Его слова повисли в воздухе. Для всех было очевидно — диверсию надо пресечь. Как и какой ценой — на этот вопрос пока не находилось ответа. У диверсантов имелась масса вариантов, чтобы осуществить свой замысел. Но какой именно будет использован, это контрразведчикам предстояло разгадать. Железников задержал взгляд на Прищепе — за его спиной было участие в десятках операций, связанных с захватом групп агентов из разведшкол спецслужб фашистской Германии, — и спросил:

— Петр Калинович, как думаешь, что предпримут диверсанты, чтобы проникнуть на аэродром?

— Лобовой вооруженный прорыв можно исключить! — был категоричен Прищепа и пояснил: — Для этого необходимо иметь не меньше роты, а она не иголка в стоге сена. Мы имеем дело с отъявленными головорезами, а это значит, что они будут действовать дерзко и использовать отвлекающий маневр.

— И какой же? — допытывался Железников.

— Для того чтобы понять, необходимы схемы аэродрома и постов.

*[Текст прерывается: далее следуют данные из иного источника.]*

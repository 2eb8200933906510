//! Unix domain socket transport
//!
//! Sockets are byte streams, so each frame is terminated by a single NUL
//! byte. Serving channels remove a stale socket file before binding and
//! again when the endpoint is dropped.

use std::path::{Path, PathBuf};

use async_trait::async_trait;
use log::{debug, warn};
use tokio::io::{AsyncReadExt, AsyncWriteExt};
use tokio::net::{UnixListener, UnixStream};

use crate::error::ChannelError;
use crate::transport::{Link, Transport, classify_io};

const FRAME_DELIMITER: u8 = 0;
const READ_CHUNK: usize = 8 * 1024;

#[derive(Debug, Clone, Copy, Default)]
pub struct UnixSocketTransport;

/// Bound socket; unlinks its path on drop
pub struct SocketEndpoint {
    listener: UnixListener,
    path: PathBuf,
}

impl Drop for SocketEndpoint {
    fn drop(&mut self) {
        if let Err(e) = std::fs::remove_file(&self.path) {
            debug!("Could not remove socket {}: {}", self.path.display(), e);
        }
    }
}

#[async_trait]
impl Transport for UnixSocketTransport {
    type Listener = SocketEndpoint;
    type Link = SocketLink;

    async fn bind(&self, name: &str) -> Result<SocketEndpoint, ChannelError> {
        let path = Path::new(name);
        if path.exists() {
            warn!("Removing stale socket {}", path.display());
            let _ = std::fs::remove_file(path);
        }
        let listener = UnixListener::bind(path).map_err(|e| ChannelError::Create {
            name: name.to_string(),
            reason: e.to_string(),
        })?;
        Ok(SocketEndpoint {
            listener,
            path: path.to_path_buf(),
        })
    }

    async fn accept(&self, listener: &mut SocketEndpoint) -> Result<SocketLink, ChannelError> {
        let (stream, _) = listener
            .listener
            .accept()
            .await
            .map_err(|e| ChannelError::Connect {
                name: listener.path.display().to_string(),
                reason: e.to_string(),
            })?;
        Ok(SocketLink::new(stream))
    }

    async fn dial(&self, name: &str) -> Result<SocketLink, ChannelError> {
        let stream = UnixStream::connect(name)
            .await
            .map_err(|e| ChannelError::Connect {
                name: name.to_string(),
                reason: e.to_string(),
            })?;
        Ok(SocketLink::new(stream))
    }
}

/// NUL-delimited frame stream over a socket
pub struct SocketLink {
    stream: UnixStream,
    buf: Vec<u8>,
    // Dropping the remainder of an oversized frame
    discarding: bool,
}

impl SocketLink {
    fn new(stream: UnixStream) -> Self {
        Self {
            stream,
            buf: Vec::with_capacity(READ_CHUNK),
            discarding: false,
        }
    }

    /// Pop the next complete frame out of the buffer
    fn take_frame(&mut self) -> Option<Vec<u8>> {
        loop {
            let pos = self.buf.iter().position(|b| *b == FRAME_DELIMITER)?;
            let mut frame: Vec<u8> = self.buf.drain(..=pos).collect();
            frame.pop();
            if self.discarding {
                self.discarding = false;
                continue;
            }
            if !frame.is_empty() {
                return Some(frame);
            }
        }
    }
}

#[async_trait]
impl Link for SocketLink {
    async fn read_frame(&mut self, max_len: usize) -> Result<Vec<u8>, ChannelError> {
        loop {
            if let Some(frame) = self.take_frame() {
                if frame.len() > max_len {
                    return Err(ChannelError::FrameTooLarge {
                        len: frame.len(),
                        limit: max_len,
                    });
                }
                return Ok(frame);
            }
            if self.buf.len() > max_len {
                let len = self.buf.len();
                self.buf.clear();
                self.discarding = true;
                return Err(ChannelError::FrameTooLarge { len, limit: max_len });
            }

            let mut chunk = [0u8; READ_CHUNK];
            let n = self.stream.read(&mut chunk).await.map_err(classify_io)?;
            if n == 0 {
                return Err(ChannelError::Broken("peer closed the socket".to_string()));
            }
            self.buf.extend_from_slice(&chunk[..n]);
        }
    }

    async fn write_frame(&mut self, frame: &[u8]) -> Result<(), ChannelError> {
        self.stream.write_all(frame).await.map_err(classify_io)?;
        self.stream
            .write_all(&[FRAME_DELIMITER])
            .await
            .map_err(classify_io)?;
        self.stream.flush().await.map_err(classify_io)
    }
}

Железников кивнул и потребовал:

— Юрий Алексеевич, документы на стол!

Николаев открыл папку и развернул перед участниками совещания схемы расположения аэродрома и постов охраны. Прищепа склонился над ними. К аэродрому вели три дороги: одна основная и две вспомогательные. Охрана периметра осуществлялась девятью стационарными постами. В связи с осложнением обстановки она была усилена четырьмя подвижными патрулями. Центральное КПП и наиболее угрожаемые направления прикрывали танки. В охране, казалось, не имелось уязвимых мест. Но Железников не питал иллюзий на сей счет. Он и его подчиненные хорошо знали, с кем имеют дело. Изучая схемы, они пытались понять, как будут действовать диверсанты. И здесь снова слово взял Прищепа.